Miglior attacco, penultima difesa e ottavo posto in classifica. La Roma di Zeman è questa, ovvero un mezzo fallimento per quelle che erano le aspettative. Ma se ora il tecnico boemo rischia seriamente l’esonero (tra le ipotesi c’è anche il cambio della guida tecnica ha dichiarato senza mezzi termini il diesse Sabatini), cosa si dovrebbe dire del direttore generale Baldini e dello stesso  Sabatini che questo flop l’avevano già vissuto l’anno scorso? Perché nessuno chiede il conto a questi due signori che in due anni hanno dilapidato 140 milioni di euro sul mercato per ottenere solo briciole?

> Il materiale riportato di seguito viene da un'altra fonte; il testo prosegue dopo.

//! # Stripe Payment Intents
//!
//! Implementation of the Stripe Payment Intents API.
//! The browser confirms the intent with the returned client secret.

use crate::config::StripeConfig;
use async_trait::async_trait;
use intent_core::{
    CreateIntentParams, PaymentError, PaymentIntentProcessor, PaymentResult, ProcessorError,
    ProcessorIntent,
};
use reqwest::Client;
use serde::Deserialize;
use tracing::{debug, error, info, instrument};

/// Stripe Payment Intents processor
pub struct StripePaymentIntents {
    config: StripeConfig,
    client: Client,
}

impl StripePaymentIntents {
    /// Create a new Payment Intents processor
    pub fn new(config: StripeConfig) -> PaymentResult<Self> {
        let client = Client::builder()
            .timeout(config.timeout)
            .build()
            .map_err(|e| {
                PaymentError::Configuration(format!("Failed to create HTTP client: {}", e))
            })?;

        Ok(Self { config, client })
    }

    /// Create from environment variables; `None` when no key is configured
    pub fn from_env() -> PaymentResult<Option<Self>> {
        StripeConfig::from_env().map(Self::new).transpose()
    }

    pub fn config(&self) -> &StripeConfig {
        &self.config
    }

    /// Build form data for the Stripe API
    fn form_params(params: &CreateIntentParams) -> Vec<(String, String)> {
        let mut form_params = vec![
            ("amount".to_string(), params.amount_minor.to_string()),
            ("currency".to_string(), params.currency.clone()),
        ];

        if params.automatic_payment_methods {
            form_params.push((
                "automatic_payment_methods[enabled]".to_string(),
                "true".to_string(),
            ));
        }

        let mut metadata: Vec<_> = params.metadata.iter().collect();
        metadata.sort();
        for (key, value) in metadata {
            form_params.push((format!("metadata[{}]", key), value.clone()));
        }

        form_params
    }
}

#[async_trait]
impl PaymentIntentProcessor for StripePaymentIntents {
    #[instrument(skip(self, params), fields(amount = params.amount_minor, currency = %params.currency))]
    async fn create_payment_intent(
        &self,
        params: &CreateIntentParams,
    ) -> Result<ProcessorIntent, ProcessorError> {
        let form_params = Self::form_params(params);
        let url = format!("{}/v1/payment_intents", self.config.api_base_url);

        debug!(
            "Creating Stripe payment intent: {} metadata entries",
            params.metadata.len()
        );

        let response = self
            .client
            .post(&url)
            .header("Authorization", self.config.auth_header())
            .header("Stripe-Version", &self.config.api_version)
            .form(&form_params)
            .send()
            .await
            .map_err(|e| ProcessorError::connection(e.to_string()))?;

        let status = response.status();
        let body = response
            .text()
            .await
            .map_err(|e| ProcessorError::connection(e.to_string()))?;

        if !status.is_success() {
            error!("Stripe API error: status={}, body={}", status, body);
            return Err(parse_error_body(status, &body));
        }

        let intent: StripePaymentIntentResponse = serde_json::from_str(&body).map_err(|e| {
            ProcessorError::new(format!("Failed to parse Stripe response: {}", e))
                .with_type("api_error")
        })?;

        let client_secret = intent.client_secret.ok_or_else(|| {
            ProcessorError::new(format!("Payment intent {} has no client_secret", intent.id))
                .with_type("api_error")
        })?;

        info!("Created Stripe payment intent: id={}", intent.id);

        Ok(ProcessorIntent {
            id: intent.id,
            client_secret,
        })
    }

    fn provider_name(&self) -> &'static str {
        "stripe"
    }
}

/// Turn a non-2xx Stripe response into a processor error
fn parse_error_body(status: reqwest::StatusCode, body: &str) -> ProcessorError {
    match serde_json::from_str::<StripeErrorResponse>(body) {
        Ok(StripeErrorResponse { error }) => ProcessorError {
            message: error
                .message
                .unwrap_or_else(|| format!("HTTP {}", status)),
            error_type: error.error_type,
            code: error.code,
        },
        Err(_) => ProcessorError::new(format!("HTTP {}: {}", status, body)).with_type("api_error"),
    }
}

// =============================================================================
// Stripe API Types
// =============================================================================

#[derive(Debug, Deserialize)]
struct StripePaymentIntentResponse {
    id: String,
    #[serde(default)]
    client_secret: Option<String>,
}

#[derive(Debug, Deserialize)]
struct StripeErrorResponse {
    error: StripeError,
}

#[derive(Debug, Deserialize)]
struct StripeError {
    #[serde(default)]
    message: Option<String>,
    #[serde(rename = "type", default)]
    error_type: Option<String>,
    #[serde(default)]
    code: Option<String>,
}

Nel momento in cui la piazza romana si accanisce con l’allenatore reo di aver fatto fuori De Rossi, il secondo totem dopo Totti, io questo quesito me lo pongo, e insieme mi chiedo perché si trovino strane le dichiarazioni di Zeman a proposito delle polemiche di Stekelenburg. Non è forse vero che una società seria debba intervenire sul fronte disciplinare quando è il caso? A Trigoria ognuno fa come gli pare perchè fondamentalmente manca il manico. Un presidente dall’avvento degli americani non è mai esistito, i dirigenti di cui sopra non hanno evidentemente l’autorevolezza per governare la società e l’allenatore alla fine non può che ondeggiare come una foglia in autunno prima di cadere.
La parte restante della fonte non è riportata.